Task requirements
Wherever the line with "use std::fs;" sits in the listing below, transcribe from it up to and including the line with "for names that", exactly, and leave the remaining lines out.

[Opening Listed records section]

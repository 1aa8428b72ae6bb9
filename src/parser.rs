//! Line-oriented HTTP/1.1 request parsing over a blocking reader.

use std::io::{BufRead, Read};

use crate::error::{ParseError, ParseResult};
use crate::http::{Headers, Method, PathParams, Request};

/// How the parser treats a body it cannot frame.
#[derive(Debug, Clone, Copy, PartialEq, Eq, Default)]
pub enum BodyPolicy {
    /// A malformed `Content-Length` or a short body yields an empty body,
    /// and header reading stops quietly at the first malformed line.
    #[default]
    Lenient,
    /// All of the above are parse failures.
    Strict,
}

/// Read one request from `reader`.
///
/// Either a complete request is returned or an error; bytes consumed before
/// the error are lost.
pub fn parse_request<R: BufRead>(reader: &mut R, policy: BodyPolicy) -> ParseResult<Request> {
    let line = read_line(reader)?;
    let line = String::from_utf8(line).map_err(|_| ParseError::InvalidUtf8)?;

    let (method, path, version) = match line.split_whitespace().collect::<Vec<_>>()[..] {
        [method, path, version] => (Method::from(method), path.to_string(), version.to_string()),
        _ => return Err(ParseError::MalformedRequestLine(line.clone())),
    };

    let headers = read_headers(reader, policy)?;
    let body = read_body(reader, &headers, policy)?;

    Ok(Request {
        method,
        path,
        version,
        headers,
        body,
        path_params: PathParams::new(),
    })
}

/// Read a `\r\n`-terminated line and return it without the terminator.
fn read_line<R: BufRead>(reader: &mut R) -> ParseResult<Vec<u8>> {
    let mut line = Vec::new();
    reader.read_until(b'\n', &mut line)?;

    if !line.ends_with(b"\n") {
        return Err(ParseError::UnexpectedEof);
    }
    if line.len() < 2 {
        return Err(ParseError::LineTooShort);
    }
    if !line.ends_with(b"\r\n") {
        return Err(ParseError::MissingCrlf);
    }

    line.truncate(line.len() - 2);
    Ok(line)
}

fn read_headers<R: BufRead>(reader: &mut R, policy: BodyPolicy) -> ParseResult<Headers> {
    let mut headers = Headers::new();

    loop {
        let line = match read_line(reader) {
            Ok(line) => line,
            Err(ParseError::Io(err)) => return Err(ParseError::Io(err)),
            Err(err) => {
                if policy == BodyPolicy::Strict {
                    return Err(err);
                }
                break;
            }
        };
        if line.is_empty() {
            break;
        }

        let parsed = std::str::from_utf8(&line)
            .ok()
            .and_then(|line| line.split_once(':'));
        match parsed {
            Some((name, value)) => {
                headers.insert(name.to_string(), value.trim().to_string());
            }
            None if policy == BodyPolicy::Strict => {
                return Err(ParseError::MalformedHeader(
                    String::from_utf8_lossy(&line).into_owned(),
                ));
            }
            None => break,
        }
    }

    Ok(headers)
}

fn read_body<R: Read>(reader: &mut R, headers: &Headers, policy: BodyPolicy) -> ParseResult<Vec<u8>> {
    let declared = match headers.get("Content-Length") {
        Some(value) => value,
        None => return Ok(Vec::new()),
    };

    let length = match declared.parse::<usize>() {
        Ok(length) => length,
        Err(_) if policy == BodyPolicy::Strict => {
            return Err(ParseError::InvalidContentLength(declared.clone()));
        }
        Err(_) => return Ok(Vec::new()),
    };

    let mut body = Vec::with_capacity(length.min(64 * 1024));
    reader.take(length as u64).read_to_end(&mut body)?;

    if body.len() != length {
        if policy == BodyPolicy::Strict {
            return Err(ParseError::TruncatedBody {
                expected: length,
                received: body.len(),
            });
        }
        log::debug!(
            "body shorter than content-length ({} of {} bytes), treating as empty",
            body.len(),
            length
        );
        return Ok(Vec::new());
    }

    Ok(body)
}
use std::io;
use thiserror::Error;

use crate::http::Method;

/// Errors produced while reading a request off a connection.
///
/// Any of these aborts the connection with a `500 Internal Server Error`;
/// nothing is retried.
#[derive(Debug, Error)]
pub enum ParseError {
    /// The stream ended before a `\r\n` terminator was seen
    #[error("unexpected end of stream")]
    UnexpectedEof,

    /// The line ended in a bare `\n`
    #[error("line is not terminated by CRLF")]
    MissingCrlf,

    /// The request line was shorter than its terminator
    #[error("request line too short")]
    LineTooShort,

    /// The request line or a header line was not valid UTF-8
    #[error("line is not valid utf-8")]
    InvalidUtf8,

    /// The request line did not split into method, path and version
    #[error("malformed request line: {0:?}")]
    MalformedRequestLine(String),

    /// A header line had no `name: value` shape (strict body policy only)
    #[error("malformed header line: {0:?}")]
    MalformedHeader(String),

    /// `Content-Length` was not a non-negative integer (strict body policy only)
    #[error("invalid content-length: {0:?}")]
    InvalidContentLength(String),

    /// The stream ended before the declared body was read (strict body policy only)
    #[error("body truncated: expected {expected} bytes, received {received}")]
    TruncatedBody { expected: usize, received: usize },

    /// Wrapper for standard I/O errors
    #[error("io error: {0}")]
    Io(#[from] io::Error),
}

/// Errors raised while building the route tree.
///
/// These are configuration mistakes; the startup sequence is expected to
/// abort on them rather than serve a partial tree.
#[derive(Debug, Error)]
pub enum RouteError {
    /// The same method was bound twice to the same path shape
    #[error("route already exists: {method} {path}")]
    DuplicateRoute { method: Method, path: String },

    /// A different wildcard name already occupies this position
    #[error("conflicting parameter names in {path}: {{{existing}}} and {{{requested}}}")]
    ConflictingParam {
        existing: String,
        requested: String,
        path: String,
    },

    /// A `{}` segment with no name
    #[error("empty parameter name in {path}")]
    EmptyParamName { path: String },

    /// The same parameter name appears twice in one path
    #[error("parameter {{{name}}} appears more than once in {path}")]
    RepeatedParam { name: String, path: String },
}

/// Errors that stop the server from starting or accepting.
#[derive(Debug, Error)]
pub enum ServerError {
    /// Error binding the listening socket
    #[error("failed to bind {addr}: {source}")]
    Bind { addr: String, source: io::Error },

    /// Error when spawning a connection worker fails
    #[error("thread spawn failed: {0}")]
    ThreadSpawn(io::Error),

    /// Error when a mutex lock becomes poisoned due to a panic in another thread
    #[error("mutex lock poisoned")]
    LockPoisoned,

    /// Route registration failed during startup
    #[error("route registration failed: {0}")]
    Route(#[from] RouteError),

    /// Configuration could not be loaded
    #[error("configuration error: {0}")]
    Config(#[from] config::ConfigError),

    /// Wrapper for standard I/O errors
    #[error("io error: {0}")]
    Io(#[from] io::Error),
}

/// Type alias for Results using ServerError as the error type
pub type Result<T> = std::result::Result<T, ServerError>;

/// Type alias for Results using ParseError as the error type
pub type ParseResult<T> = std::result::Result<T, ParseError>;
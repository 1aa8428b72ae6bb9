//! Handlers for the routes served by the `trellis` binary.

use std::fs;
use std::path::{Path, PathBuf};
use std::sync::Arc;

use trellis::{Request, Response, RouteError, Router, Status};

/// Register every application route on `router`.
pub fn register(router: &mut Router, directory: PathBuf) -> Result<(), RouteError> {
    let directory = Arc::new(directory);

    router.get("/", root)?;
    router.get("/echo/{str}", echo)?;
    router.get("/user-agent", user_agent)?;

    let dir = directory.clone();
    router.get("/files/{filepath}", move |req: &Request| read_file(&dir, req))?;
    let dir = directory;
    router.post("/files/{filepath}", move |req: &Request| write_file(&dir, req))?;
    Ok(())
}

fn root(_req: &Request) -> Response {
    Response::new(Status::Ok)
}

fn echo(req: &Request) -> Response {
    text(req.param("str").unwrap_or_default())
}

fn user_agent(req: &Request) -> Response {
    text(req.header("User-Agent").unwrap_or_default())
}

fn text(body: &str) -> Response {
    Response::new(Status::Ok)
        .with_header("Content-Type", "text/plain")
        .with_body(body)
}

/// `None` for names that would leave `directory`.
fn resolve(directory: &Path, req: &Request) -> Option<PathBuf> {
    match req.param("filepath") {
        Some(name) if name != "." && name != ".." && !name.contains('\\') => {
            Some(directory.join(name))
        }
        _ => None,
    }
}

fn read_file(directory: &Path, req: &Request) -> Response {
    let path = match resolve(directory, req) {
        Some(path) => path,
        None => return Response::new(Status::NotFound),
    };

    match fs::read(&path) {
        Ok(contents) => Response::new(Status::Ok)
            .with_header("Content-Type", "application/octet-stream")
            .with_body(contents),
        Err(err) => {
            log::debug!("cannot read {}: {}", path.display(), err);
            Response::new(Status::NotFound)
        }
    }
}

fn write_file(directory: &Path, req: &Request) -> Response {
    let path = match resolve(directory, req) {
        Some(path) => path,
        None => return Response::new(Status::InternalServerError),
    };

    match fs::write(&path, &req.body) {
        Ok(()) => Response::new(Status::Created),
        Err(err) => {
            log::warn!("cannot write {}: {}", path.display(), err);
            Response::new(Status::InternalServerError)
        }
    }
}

[Closing Listed records section]

Result of the exercise
use std::fs;
use std::path::{Path, PathBuf};
use std::sync::Arc;

use trellis::{Request, Response, RouteError, Router, Status};

/// Register every application route on `router`.
pub fn register(router: &mut Router, directory: PathBuf) -> Result<(), RouteError> {
    let directory = Arc::new(directory);

    router.get("/", root)?;
    router.get("/echo/{str}", echo)?;
    router.get("/user-agent", user_agent)?;

    let dir = directory.clone();
    router.get("/files/{filepath}", move |req: &Request| read_file(&dir, req))?;
    let dir = directory;
    router.post("/files/{filepath}", move |req: &Request| write_file(&dir, req))?;
    Ok(())
}

fn root(_req: &Request) -> Response {
    Response::new(Status::Ok)
}

fn echo(req: &Request) -> Response {
    text(req.param("str").unwrap_or_default())
}

fn user_agent(req: &Request) -> Response {
    text(req.header("User-Agent").unwrap_or_default())
}

fn text(body: &str) -> Response {
    Response::new(Status::Ok)
        .with_header("Content-Type", "text/plain")
        .with_body(body)
}

/// `None` for names that would leave `directory`.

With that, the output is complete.